After much foot-dragging by Trump and company, in mid-August 2020, a New York judge gave the then president a series of deadlines to produce his DNA and other evidence as part of mandatory discovery in the ongoing defamation lawsuit.
In her ruling, Justice Verna Saunders referenced a recent U.S. Supreme Court decision that supported the validity of the subpoena by Manhattan District Attorney Cyrus Vance asking for some of Trump’s financial records, thus demonstrating, wrote Saunders, that a state court can exercise jurisdiction over a sitting U.S. President.
A month later, as the deadline to fork over the DNA approached, the U.S. Department of Justice suddenly intervened in the case, arguing that Donald Trump, did not in fact have to respond as he was “acting within the scope of his official duties as the President of the United States when he publicly denied as false” Carroll’s allegations that he had raped her.
Thus, the DOJ argued, Main Justice must now step in for Trump in this defamation suit thingy.
“Trump hurls Bill Barr at me,” Carroll tweeted after this unusual turn of events.
TRUMP HURLS BILL BARR AT ME.
Just when @realDonaldTrump is required to produce documents and DNA in discovery, he sics the DOJ on us.
THIS IS UNPRECEDENTED!!
— E. Jean Carroll (@ejeancarroll) September 8, 2020
E Jean’s lawyers appealed the DOJ’s bizarre pretzeling of the law in federal court where, in a 61-page ruling, U.S. District Judge Lewis Kaplan shot down the Justice Department’s attempt become Trump’s personal attorney.

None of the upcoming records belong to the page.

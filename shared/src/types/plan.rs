//! Plan reference records

use super::{CountyId, PlanId};
use serde::{Deserialize, Serialize};

/// Plan metadata. Immutable reference data; a clone is snapshotted onto every quote line.
#[derive(Debug, Clone, PartialEq, Serialize, Deserialize)]
pub struct Plan {
    pub id: PlanId,
    pub carrier: String,
    pub display_name: String,
    #[serde(default)]
    pub plan_type: Option<String>,
    pub metal_level: String,
    /// Sold through the public exchange (subsidy-eligible)
    pub on_market: bool,
    #[serde(default)]
    pub network_name: Option<String>,
    #[serde(default)]
    pub summary_url: Option<String>,
}

impl Plan {
    pub fn is_silver(&self) -> bool {
        self.metal_level.trim().eq_ignore_ascii_case("silver")
    }
}

/// Premium for one (plan, age, tobacco) tuple
#[derive(Debug, Clone, PartialEq, Serialize, Deserialize)]
pub struct PricingRow {
    pub plan_id: PlanId,
    pub age: u32,
    pub tobacco: bool,
    pub premium: f64,
}

#[derive(Debug, Clone, PartialEq, Eq, Serialize, Deserialize)]
pub struct County {
    pub id: CountyId,
    pub name: String,
    #[serde(default)]
    pub state_code: Option<String>,
}
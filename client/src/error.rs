//! Client-specific error types

use shared::{MemberId, SharedError};
use thiserror::Error;

#[derive(Error, Debug)]
pub enum ClientError {
    #[error("HTTP request failed: {0}")]
    Http(#[from] reqwest::Error),

    /// Non-success response; `message` is the server's `error` field when present
    #[error("Server returned {status}: {message}")]
    Api { status: u16, message: String },

    #[error("Invalid server URL: {0}")]
    InvalidUrl(#[from] url::ParseError),

    #[error("Failed to decode response: {0}")]
    Decode(#[from] serde_json::Error),

    #[error("A quote run is already in progress for this session")]
    RunInFlight,

    #[error("Operation cancelled")]
    Cancelled,

    #[error("No batch loaded; run quotes first")]
    NoBatch,

    #[error("Member {member_id} is not in the current batch")]
    UnknownMember { member_id: MemberId },

    #[error("Shared component error: {0}")]
    SharedError(#[from] SharedError),

    #[error("I/O error: {0}")]
    IoError(#[from] std::io::Error),
}

impl ClientError {
    /// Failures after which the run may still complete server-side
    pub fn is_transient(&self) -> bool {
        match self {
            ClientError::Http(error) => error.is_timeout() || error.is_connect() || error.is_request(),
            ClientError::Api { status, .. } => *status >= 500,
            _ => false,
        }
    }

    pub fn is_not_found(&self) -> bool {
        matches!(self, ClientError::Api { status: 404, .. })
    }
}

pub type ClientResult<T> = Result<T, ClientError>;
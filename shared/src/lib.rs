//! Shared types for the group quoting system
//!
//! Domain records read by the engine, the wire shapes exchanged between the
//! webserver and its clients, and the logging setup every binary uses.

pub mod types;
pub mod errors;
pub mod logging;
pub mod messages;

pub use types::*;
pub use errors::*;

pub use messages::{
    // Batch snapshot and per-member entries
    QuoteBatch, RunContext, MemberQuoteEntry, QuoteOutcome, CountySource, QuoteLine,

    // Affordability and skip taxonomy
    AffordabilitySummary, AffordabilitySource, SkipReason, SkipCategory,

    // Request and response bodies
    RunQuotesRequest, PreviewRequest, BenchmarkRequest, BenchmarkResponse, Benchmark,
    SilverCandidate, SubsidyBreakdown, CountyCandidates, FilterOptions, ErrorBody,

    // Employee cost comparison
    EmployeeSummaryRequest, EmployeeSummary, EmployeeRow, SummaryFilters, SummaryTotals, ChosenBy,
    ChosenPlan, parse_filter_list, parse_market_flag,
};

“The president of the United States is not an ’employee of the government’ within the meaning of the relevant statutes,” Kaplan wrote in the October 27, 2020 ruling. “Even if he were such an ’employee,’ President Trump’s allegedly defamatory statements concerning Ms. Carroll would not have been within the scope of his employment.”

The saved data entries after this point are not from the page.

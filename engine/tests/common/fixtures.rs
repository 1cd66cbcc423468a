//! Test fixtures and data for engine tests
//!
//! One group in the Atlanta area: a ZIP with a single county, a ZIP spanning
//! three counties, an unmapped ZIP, and members exercising each skip reason.

use chrono::NaiveDate;

use engine::services::ReferenceData;

use super::builders::{sample_plan, ReferenceDataBuilder};
use shared::{GroupId, IncomeComponents, Member, MemberId, ZipCode};

/// Standard test data and fixtures
pub struct TestFixtures;

impl TestFixtures {
    pub const GROUP: &'static str = "g1";
    pub const EMPTY_GROUP: &'static str = "empty";

    pub const FULTON: &'static str = "13121";
    pub const DEKALB: &'static str = "13089";
    pub const COBB: &'static str = "13067";

    /// Maps to Fulton only
    pub const SINGLE_COUNTY_ZIP: &'static str = "30301";
    /// Maps to Cobb, DeKalb and Fulton
    pub const MULTI_COUNTY_ZIP: &'static str = "30339";
    /// Maps to nothing
    pub const UNMAPPED_ZIP: &'static str = "99999";

    /// Age 39 on the effective date
    pub const AGE: u32 = 39;
    pub const INCOME: f64 = 30_000.0;

    pub fn group_id() -> GroupId {
        GroupId::from(Self::GROUP)
    }

    pub fn effective_date() -> NaiveDate {
        NaiveDate::from_ymd_opt(2025, 1, 1).unwrap()
    }

    pub fn zip(zip: &str) -> ZipCode {
        ZipCode::parse(zip).unwrap()
    }

    /// Silver plans S1-S3 and gold G1 on-market, silver X1 off-market and cheapest.
    /// SLCSP for age 39 non-tobacco is S3 at 310.
    pub fn reference_data() -> ReferenceData {
        let counties = [Self::FULTON, Self::DEKALB, Self::COBB];
        ReferenceData::default()
            .with_county(Self::FULTON, "Fulton", "GA")
            .with_county(Self::DEKALB, "DeKalb", "GA")
            .with_county(Self::COBB, "Cobb", "GA")
            .with_zip(Self::zip(Self::SINGLE_COUNTY_ZIP), Self::FULTON)
            .with_zip(Self::zip(Self::MULTI_COUNTY_ZIP), Self::FULTON)
            .with_zip(Self::zip(Self::MULTI_COUNTY_ZIP), Self::DEKALB)
            .with_zip(Self::zip(Self::MULTI_COUNTY_ZIP), Self::COBB)
            .with_plan(sample_plan("S1", "Acme", "Silver", true), &counties)
            .with_plan(sample_plan("S2", "Beta", "Silver", true), &counties)
            .with_plan(sample_plan("S3", "Gamma", "Silver", true), &counties)
            .with_plan(sample_plan("G1", "Acme", "Gold", true), &counties)
            .with_plan(sample_plan("X1", "Delta", "Silver", false), &counties)
            .with_price("S1", Self::AGE, false, 320.0)
            .with_price("S2", Self::AGE, false, 305.0)
            .with_price("S3", Self::AGE, false, 310.0)
            .with_price("G1", Self::AGE, false, 450.0)
            .with_price("X1", Self::AGE, false, 200.0)
            .with_price("S1", Self::AGE, true, 400.0)
            .with_price("S2", Self::AGE, true, 380.0)
            .with_price("G1", Self::AGE, true, 560.0)
    }

    pub fn member(id: &str, zip: Option<&str>) -> Member {
        Member {
            id: MemberId::from(id),
            first_name: format!("First-{id}"),
            last_name: format!("Last-{id}"),
            external_id: Some(format!("ext-{id}")),
            date_of_birth: NaiveDate::from_ymd_opt(1985, 6, 15),
            zip_code: zip.map(Self::zip).into(),
            tobacco: false,
            county_id: None,
            household_size: 1,
            income: IncomeComponents {
                adjusted_gross_income: Self::INCOME,
                ..IncomeComponents::default()
            },
            tax_year: Some(2024),
            state_code: Some("GA".to_string()),
            old_employee_contribution: 0.0,
        }
    }

    /// Six members: unique ZIP, ambiguous ZIP, no ZIP, no birth date,
    /// unmapped ZIP, and an ambiguous ZIP with a stored county
    pub fn members() -> Vec<Member> {
        let mut no_dob = Self::member("m4", Some(Self::SINGLE_COUNTY_ZIP));
        no_dob.date_of_birth = None;

        let mut stored = Self::member("m6", Some(Self::MULTI_COUNTY_ZIP));
        stored.county_id = Some(Self::DEKALB.into());

        vec![
            Self::member("m1", Some(Self::SINGLE_COUNTY_ZIP)),
            Self::member("m2", Some(Self::MULTI_COUNTY_ZIP)),
            Self::member("m3", None),
            no_dob,
            Self::member("m5", Some(Self::UNMAPPED_ZIP)),
            stored,
        ]
    }
}
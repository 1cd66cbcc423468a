//! Second-lowest-cost silver plan (SLCSP) benchmark

use crate::core::lookup::{premiums_by_plan, unique_plan_ids};
use crate::error::{BenchmarkError, EngineResult};
use crate::traits::ReferenceStore;
use shared::{Benchmark, CountyId, PlanId, SilverCandidate};

/// Rank priced silver candidates and pick the benchmark.
///
/// Candidates are ordered by premium, then plan id. The second entry is the
/// benchmark when there are at least two; a lone candidate falls back to rank 1.
pub fn select_benchmark(mut candidates: Vec<SilverCandidate>) -> Option<Benchmark> {
    candidates.sort_by(|a, b| {
        a.premium
            .total_cmp(&b.premium)
            .then_with(|| a.plan_id.cmp(&b.plan_id))
    });

    let index = match candidates.len() {
        0 => return None,
        1 => 0,
        _ => 1,
    };
    let chosen = &candidates[index];

    Some(Benchmark {
        plan_id: chosen.plan_id.clone(),
        premium: chosen.premium,
        slcsp_rank: index as u8 + 1,
        silver_candidates: candidates,
    })
}

/// Benchmark for (county, age, tobacco), considering on-market silver plans only
pub async fn benchmark_silver<R>(
    store: &R,
    county_id: &CountyId,
    age: u32,
    tobacco: bool,
) -> EngineResult<Benchmark>
where
    R: ReferenceStore + ?Sized,
{
    let plan_ids = unique_plan_ids(store.plan_ids_in_county(county_id).await?);
    if plan_ids.is_empty() {
        return Err(BenchmarkError::NoPlansInCounty {
            county_id: county_id.clone(),
        }
        .into());
    }

    let silver: Vec<_> = store
        .plans(&plan_ids)
        .await?
        .into_iter()
        .filter(|plan| plan.on_market && plan.is_silver())
        .collect();
    if silver.is_empty() {
        return Err(BenchmarkError::NoSilverPlans {
            county_id: county_id.clone(),
        }
        .into());
    }

    let silver_ids: Vec<PlanId> = silver.iter().map(|plan| plan.id.clone()).collect();
    let rows = store.pricing(&silver_ids, age, tobacco).await?;
    if rows.is_empty() {
        return Err(BenchmarkError::NoSilverPricing {
            county_id: county_id.clone(),
        }
        .into());
    }

    let premiums = premiums_by_plan(rows);
    let candidates: Vec<SilverCandidate> = silver
        .into_iter()
        .filter_map(|plan| {
            premiums.get(&plan.id).map(|&premium| SilverCandidate {
                plan_id: plan.id,
                premium,
                carrier: plan.carrier,
                display_name: plan.display_name,
            })
        })
        .collect();

    select_benchmark(candidates).ok_or_else(|| {
        BenchmarkError::NoPricedSilverPlans {
            county_id: county_id.clone(),
        }
        .into()
    })
}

Kaplan’s ruling did not end things, of course.
After Trump had been voted out of office, and a week before Joe Biden was inaugurated on January 20, 2021, and a few days after the January 6, insurrection, the DOJ filed with the 2nd U.S. Circuit Court of Appeals in the hope that they would be more sympathetic to Mr. Trump’s need for protection against the 77-year-old writer.

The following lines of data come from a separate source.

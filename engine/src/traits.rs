//! Trait definitions with mockall annotations for testing
//!
//! Every I/O seam of the engine is a trait so the quote pipeline can be driven
//! against in-memory data in tests and against real stores in the binaries.

use chrono::NaiveDate;
use serde::{Deserialize, Serialize};
use std::collections::BTreeMap;
use uuid::Uuid;

use crate::error::EngineResult;
use shared::{
    BenchmarkRequest, BenchmarkResponse, County, CountyCandidates, CountyId, EmployeeSummary,
    EmployeeSummaryRequest, FilterOptions, GroupId, Member, MemberQuoteEntry, Plan, PlanId, PreviewRequest,
    PricingRow, QuoteBatch, RunQuotesRequest, ZipCode,
};

/// Read-only plan, pricing and geography reference tables
#[mockall::automock]
#[async_trait::async_trait]
pub trait ReferenceStore: Send + Sync {
    /// County ids mapped to a ZIP, as stored (may contain duplicates)
    async fn counties_for_zip(&self, zip_code: &ZipCode) -> EngineResult<Vec<CountyId>>;

    /// Plan ids offered in a county
    async fn plan_ids_in_county(&self, county_id: &CountyId) -> EngineResult<Vec<PlanId>>;

    /// Plan metadata for the given ids; unknown ids are omitted
    async fn plans(&self, plan_ids: &[PlanId]) -> EngineResult<Vec<Plan>>;

    /// Pricing rows matching exactly (plan id in `plan_ids`, age, tobacco)
    async fn pricing(&self, plan_ids: &[PlanId], age: u32, tobacco: bool) -> EngineResult<Vec<PricingRow>>;

    /// County records for the given ids; unknown ids are omitted
    async fn counties(&self, county_ids: &[CountyId]) -> EngineResult<Vec<County>>;
}

/// Read-only view of groups and their members
#[mockall::automock]
#[async_trait::async_trait]
pub trait MemberDirectory: Send + Sync {
    /// Members of a group in directory order, or `None` for an unknown group
    async fn members_of(&self, group_id: &GroupId) -> EngineResult<Option<Vec<Member>>>;
}

/// Append-only store of quote batches
#[mockall::automock]
#[async_trait::async_trait]
pub trait BatchStore: Send + Sync {
    /// Persist one complete batch in a single write
    async fn append(&self, batch: &QuoteBatch) -> EngineResult<()>;

    /// Most recently created batch for the group
    async fn latest(&self, group_id: &GroupId) -> EngineResult<Option<QuoteBatch>>;

    /// All batches for the group, newest first
    async fn history(&self, group_id: &GroupId) -> EngineResult<Vec<QuoteBatch>>;
}

/// Where the external service should resolve the member's rating area
#[derive(Debug, Clone, PartialEq, Eq, Hash, Serialize, Deserialize)]
#[serde(untagged)]
pub enum RatingLocation {
    /// Literal accepted by the service, e.g. `"home"` or `"work"`
    Named(String),
    Zip { zip_code: ZipCode },
}

#[derive(Debug, Clone, PartialEq)]
pub struct AffordabilityRequest {
    /// Shared by every member of one batch run; providers may reuse
    /// group-wide work across requests with the same run id
    pub run_id: Uuid,
    pub group_id: GroupId,
    pub member: Member,
    pub effective_date: NaiveDate,
    pub plan_year: i32,
    pub rating_location: RatingLocation,
}

/// Determination returned by an external affordability service.
/// Monetary amounts are monthly.
#[derive(Debug, Clone, Default, PartialEq, Serialize, Deserialize)]
pub struct ExternalAffordability {
    pub premium_tax_credit: Option<f64>,
    pub benchmark_plan_id: Option<PlanId>,
    pub benchmark_premium: Option<f64>,
    pub fpl_percent: Option<f64>,
    pub expected_contribution: Option<f64>,
    pub affordable: Option<bool>,
}

/// Optional third-party affordability determination
#[mockall::automock]
#[async_trait::async_trait]
pub trait AffordabilityProvider: Send + Sync {
    /// `Ok(None)` when the service has nothing for this member
    async fn determine(&self, request: &AffordabilityRequest) -> EngineResult<Option<ExternalAffordability>>;
}

/// The quote operations exposed over HTTP
#[mockall::automock]
#[async_trait::async_trait]
pub trait QuoteService: Send + Sync {
    /// Price every member of the group and persist one new batch
    async fn generate_batch(&self, group_id: &GroupId, request: RunQuotesRequest) -> EngineResult<QuoteBatch>;

    async fn latest_batch(&self, group_id: &GroupId) -> EngineResult<Option<QuoteBatch>>;

    /// Newest first
    async fn batch_history(&self, group_id: &GroupId) -> EngineResult<Vec<QuoteBatch>>;

    /// Price one member against one county without persisting anything
    async fn preview_member(&self, group_id: &GroupId, request: PreviewRequest) -> EngineResult<MemberQuoteEntry>;

    async fn benchmark_for_member(
        &self,
        group_id: &GroupId,
        request: BenchmarkRequest,
    ) -> EngineResult<BenchmarkResponse>;

    async fn counties_for_zip(&self, zip_code: &ZipCode) -> EngineResult<CountyCandidates>;

    /// Display names by id; unknown ids map to themselves
    async fn county_names(&self, county_ids: Vec<CountyId>) -> EngineResult<BTreeMap<CountyId, String>>;

    /// Carriers, metal levels and markets present in the latest batch
    async fn filter_options(&self, group_id: &GroupId) -> EngineResult<FilterOptions>;

    /// Per-member cost comparison against the latest batch
    async fn employee_summary(
        &self,
        group_id: &GroupId,
        request: EmployeeSummaryRequest,
    ) -> EngineResult<EmployeeSummary>;
}
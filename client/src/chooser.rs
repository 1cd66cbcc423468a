//! Sources of county choices for members whose ZIP spans several counties

use std::collections::BTreeMap;
use std::io::Write;

use async_trait::async_trait;
use serde::{Deserialize, Serialize};
use tokio::io::{AsyncBufReadExt, BufReader, Stdin};
use tokio::sync::Mutex;

use crate::error::ClientResult;
use shared::{CountyId, MemberId, MemberSnapshot};

/// One selectable county, labelled for display
#[derive(Debug, Clone, PartialEq, Eq, Serialize, Deserialize)]
pub struct CountyChoice {
    pub id: CountyId,
    pub name: String,
}

#[mockall::automock]
#[async_trait]
pub trait CountyChooser: Send + Sync {
    /// Pick a county for the member. `None` leaves the member unresolved.
    async fn choose(&self, member: &MemberSnapshot, choices: &[CountyChoice]) -> ClientResult<Option<CountyId>>;
}

/// Choices fixed up front (e.g. `--choose m1=25025`), with an optional
/// chooser asked for everyone else
pub struct PresetCountyChooser {
    choices: BTreeMap<MemberId, CountyId>,
    fallback: Option<Box<dyn CountyChooser>>,
}

impl PresetCountyChooser {
    pub fn new(choices: BTreeMap<MemberId, CountyId>) -> Self {
        Self {
            choices,
            fallback: None,
        }
    }

    pub fn with_fallback(mut self, fallback: impl CountyChooser + 'static) -> Self {
        self.fallback = Some(Box::new(fallback));
        self
    }
}

#[async_trait]
impl CountyChooser for PresetCountyChooser {
    async fn choose(&self, member: &MemberSnapshot, choices: &[CountyChoice]) -> ClientResult<Option<CountyId>> {
        if let Some(county_id) = self.choices.get(&member.id) {
            return Ok(Some(county_id.clone()));
        }
        match &self.fallback {
            Some(fallback) => fallback.choose(member, choices).await,
            None => Ok(None),
        }
    }
}

/// Prompts on stdout and reads the answer from stdin
pub struct StdinCountyChooser {
    input: Mutex<BufReader<Stdin>>,
}

impl StdinCountyChooser {
    pub fn new() -> Self {
        Self {
            input: Mutex::new(BufReader::new(tokio::io::stdin())),
        }
    }
}

impl Default for StdinCountyChooser {
    fn default() -> Self {
        Self::new()
    }
}

#[async_trait]
impl CountyChooser for StdinCountyChooser {
    async fn choose(&self, member: &MemberSnapshot, choices: &[CountyChoice]) -> ClientResult<Option<CountyId>> {
        let zip = member.zip_code.as_ref().map(|zip| zip.as_str()).unwrap_or("?");
        let mut prompt = format!(
            "\n{} {} (ZIP {}) lives in a ZIP spanning several counties:\n",
            member.first_name, member.last_name, zip
        );
        for (index, choice) in choices.iter().enumerate() {
            prompt.push_str(&format!("  {}) {} ({})\n", index + 1, choice.name, choice.id));
        }
        prompt.push_str("Enter a number, a county id, or leave blank to skip: ");

        let mut stdout = std::io::stdout();
        stdout.write_all(prompt.as_bytes())?;
        stdout.flush()?;

        let mut line = String::new();
        self.input.lock().await.read_line(&mut line).await?;
        Ok(parse_selection(&line, choices))
    }
}

/// A 1-based index into `choices`, or a county id typed by hand
pub fn parse_selection(input: &str, choices: &[CountyChoice]) -> Option<CountyId> {
    let trimmed = input.trim();
    if trimmed.is_empty() {
        return None;
    }
    if let Ok(index) = trimmed.parse::<usize>() {
        if (1..=choices.len()).contains(&index) {
            return Some(choices[index - 1].id.clone());
        }
    }
    Some(CountyId::from(trimmed))
}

This brings us back to Friday, April 2021, and the new brief filed by attorney Roberta Kaplan and the rest of Carroll’s legal team, which urged the 2nd U.S. Circuit Court of Appeals to affirm federal judge Kaplan’s ruling.
“Trump did not act within the scope of his employment as President of the United States when he repeatedly, willfully defamed a private citizen to punish and retaliate against her after she revealed that he had sexually assaulted her decades before he took office,” states the new filing.
The new rule that the DOJ under Banner has been trying to shoehorn into American law, Carroll’s attorneys wrote, “would create categorical immunity for any federal official who defames anyone while speaking to the press or responding to perceived critics. That rule is both wrong and dangerous.”
“In exchange for a promise to serve the country and all who live here,” wrote the Carroll team, “federal officials are vested with great power. It is a betrayal of this public trust to weaponize that power while pursuing selfish interests in silencing and retaliating against those who reveal private malfeasance. A White House job is not a promise of unlimited authority to brutalize victims of prior wrongdoing through vicious, personal, defamatory attacks. That is not the law—and this Court should not make it so.”
If the 2nd Circuit agrees, that should open the door to additional discovery, and the DNA sample.
Furthermore, one presumes that Biden-appointed Attorney General Merrick Garland, if asked, would not be in favor of the DOJ going to bat for the 45th president in a slander case that grew from 23-year-old a rape allegation, with DNA evidence potentially involved.
In the meantime, American taxpayers are still funding Donald Trump’s defense.